Data records:
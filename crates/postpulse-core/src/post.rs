//! Canonical post record produced by every provider client.

use std::collections::HashSet;
use std::sync::LazyLock;

use chrono::{DateTime, Timelike, Utc};
use regex::Regex;
use serde::{Deserialize, Serialize};

use crate::provider::Provider;

static HASHTAG_RE: LazyLock<Regex> =
    LazyLock::new(|| Regex::new(r"#([\p{L}\p{N}_]+)").expect("valid hashtag regex"));

/// Content classification shared across providers.
#[derive(Debug, Clone, Copy, PartialEq, Eq, Hash, Serialize, Deserialize)]
#[serde(rename_all = "lowercase")]
pub enum ContentType {
    Video,
    Image,
    Carousel,
    Story,
    Short,
    Other,
}

/// Raw engagement counts as reported upstream.
#[derive(Debug, Clone, Copy, Default, PartialEq, Eq, Serialize, Deserialize)]
pub struct EngagementCounts {
    pub views: u64,
    pub likes: u64,
    pub comments: u64,
    pub shares: u64,
    pub saves: Option<u64>,
}

/// Weighted engagement rate as a percentage.
///
/// `(likes + 2 * comments + 3 * shares) / denominator * 100`, where the
/// denominator is the view count when one was reported, otherwise the follower
/// count, and never less than 1.
#[must_use]
pub fn engagement_rate(counts: &EngagementCounts, follower_count: Option<u64>) -> f64 {
    let weighted = counts
        .likes
        .saturating_add(counts.comments.saturating_mul(2))
        .saturating_add(counts.shares.saturating_mul(3));
    let denominator = if counts.views > 0 {
        counts.views
    } else {
        follower_count.unwrap_or(0)
    }
    .max(1);

    #[allow(clippy::cast_precision_loss)]
    let rate = weighted as f64 / denominator as f64 * 100.0;
    rate
}

/// Extracts lowercase hashtags from caption text, de-duplicated in order of
/// first appearance.
#[must_use]
pub fn extract_hashtags(caption: &str) -> Vec<String> {
    let mut seen = HashSet::new();
    HASHTAG_RE
        .captures_iter(caption)
        .filter_map(|c| c.get(1))
        .map(|m| m.as_str().to_lowercase())
        .filter(|tag| seen.insert(tag.clone()))
        .collect()
}

/// A single post with its metrics, normalised from a provider payload.
///
/// The engagement rate is derived from the raw counts on construction and on
/// deserialization; an upstream-supplied rate is never trusted.
#[derive(Debug, Clone, PartialEq, Serialize, Deserialize)]
#[serde(from = "StoredPostMetric")]
pub struct PostMetric {
    /// Provider-qualified identifier, e.g. `tiktok:7291`.
    pub id: String,
    pub provider: Provider,
    pub published_at: DateTime<Utc>,
    pub counts: EngagementCounts,
    pub follower_count: Option<u64>,
    engagement_rate: f64,
    pub content_type: ContentType,
    pub caption: String,
    pub hashtags: Vec<String>,
    pub url: String,
    pub thumbnail_url: Option<String>,
    pub title: Option<String>,
}

impl PostMetric {
    #[must_use]
    pub fn new(
        provider: Provider,
        native_id: &str,
        published_at: DateTime<Utc>,
        counts: EngagementCounts,
    ) -> Self {
        Self {
            id: format!("{}:{native_id}", provider.as_str()),
            provider,
            published_at,
            counts,
            follower_count: None,
            engagement_rate: engagement_rate(&counts, None),
            content_type: ContentType::Other,
            caption: String::new(),
            hashtags: Vec::new(),
            url: String::new(),
            thumbnail_url: None,
            title: None,
        }
    }

    #[must_use]
    pub fn with_follower_count(mut self, follower_count: Option<u64>) -> Self {
        self.follower_count = follower_count;
        self.engagement_rate = engagement_rate(&self.counts, follower_count);
        self
    }

    #[must_use]
    pub fn with_content_type(mut self, content_type: ContentType) -> Self {
        self.content_type = content_type;
        self
    }

    /// Sets the caption and re-extracts its hashtags.
    #[must_use]
    pub fn with_caption(mut self, caption: impl Into<String>) -> Self {
        self.caption = caption.into();
        self.hashtags = extract_hashtags(&self.caption);
        self
    }

    #[must_use]
    pub fn with_url(mut self, url: impl Into<String>) -> Self {
        self.url = url.into();
        self
    }

    #[must_use]
    pub fn with_thumbnail(mut self, thumbnail_url: Option<String>) -> Self {
        self.thumbnail_url = thumbnail_url;
        self
    }

    #[must_use]
    pub fn with_title(mut self, title: Option<String>) -> Self {
        self.title = title;
        self
    }

    #[must_use]
    pub fn engagement_rate(&self) -> f64 {
        self.engagement_rate
    }

    /// Hour of day (0–23) the post was published, in UTC.
    #[must_use]
    pub fn publish_hour_utc(&self) -> u32 {
        self.published_at.hour()
    }
}

/// Wire shape used when reading a [`PostMetric`] back from a cache or store.
/// Any serialized `engagement_rate` is ignored and recomputed.
#[derive(Deserialize)]
struct StoredPostMetric {
    id: String,
    provider: Provider,
    published_at: DateTime<Utc>,
    counts: EngagementCounts,
    follower_count: Option<u64>,
    content_type: ContentType,
    caption: String,
    hashtags: Vec<String>,
    url: String,
    thumbnail_url: Option<String>,
    title: Option<String>,
}

impl From<StoredPostMetric> for PostMetric {
    fn from(stored: StoredPostMetric) -> Self {
        Self {
            engagement_rate: engagement_rate(&stored.counts, stored.follower_count),
            id: stored.id,
            provider: stored.provider,
            published_at: stored.published_at,
            counts: stored.counts,
            follower_count: stored.follower_count,
            content_type: stored.content_type,
            caption: stored.caption,
            hashtags: stored.hashtags,
            url: stored.url,
            thumbnail_url: stored.thumbnail_url,
            title: stored.title,
        }
    }
}

#[cfg(test)]
mod tests {
    use chrono::TimeZone;

    use super::*;

    fn counts(views: u64, likes: u64, comments: u64, shares: u64) -> EngagementCounts {
        EngagementCounts {
            views,
            likes,
            comments,
            shares,
            saves: None,
        }
    }

    #[test]
    fn weighted_formula_uses_views() {
        let rate = engagement_rate(&counts(1000, 10, 5, 2), None);
        assert!((rate - 2.6).abs() < 1e-9, "got {rate}");
    }

    #[test]
    fn falls_back_to_follower_count_without_views() {
        let rate = engagement_rate(&counts(0, 10, 5, 2), Some(200));
        assert!((rate - 13.0).abs() < 1e-9, "got {rate}");
    }

    #[test]
    fn views_preferred_over_followers() {
        let rate = engagement_rate(&counts(1000, 10, 5, 2), Some(50));
        assert!((rate - 2.6).abs() < 1e-9, "got {rate}");
    }

    #[test]
    fn zero_denominator_is_floored_at_one() {
        let rate = engagement_rate(&counts(0, 1, 0, 0), None);
        assert!((rate - 100.0).abs() < 1e-9);
        assert!(engagement_rate(&EngagementCounts::default(), None).abs() < f64::EPSILON);
    }

    #[test]
    fn hashtags_are_lowercased_and_deduplicated() {
        let tags = extract_hashtags("Morning #Coffee run #coffee #día_1 and #2024!");
        assert_eq!(tags, vec!["coffee", "día_1", "2024"]);
    }

    #[test]
    fn builder_recomputes_rate_with_followers() {
        let at = Utc.with_ymd_and_hms(2025, 3, 1, 14, 30, 0).unwrap();
        let post = PostMetric::new(Provider::Instagram, "abc", at, counts(0, 4, 3, 0))
            .with_follower_count(Some(100))
            .with_caption("launch day #NewDrop");
        assert_eq!(post.id, "instagram:abc");
        assert!((post.engagement_rate() - 10.0).abs() < 1e-9);
        assert_eq!(post.hashtags, vec!["newdrop"]);
        assert_eq!(post.publish_hour_utc(), 14);
    }

    #[test]
    fn deserialization_ignores_supplied_rate() {
        let at = Utc.with_ymd_and_hms(2025, 3, 1, 0, 0, 0).unwrap();
        let post = PostMetric::new(Provider::TikTok, "1", at, counts(1000, 10, 5, 2));
        let mut value = serde_json::to_value(&post).unwrap();
        value["engagement_rate"] = serde_json::json!(999.0);
        let back: PostMetric = serde_json::from_value(value).unwrap();
        assert!((back.engagement_rate() - 2.6).abs() < 1e-9);
        assert_eq!(back, post);
    }
}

## [WHAT THE TASK ASKS]
Among the entries, count the lines that hold "PartialEq". Reply with the count only.

## [PROBLEM SOLUTION]
3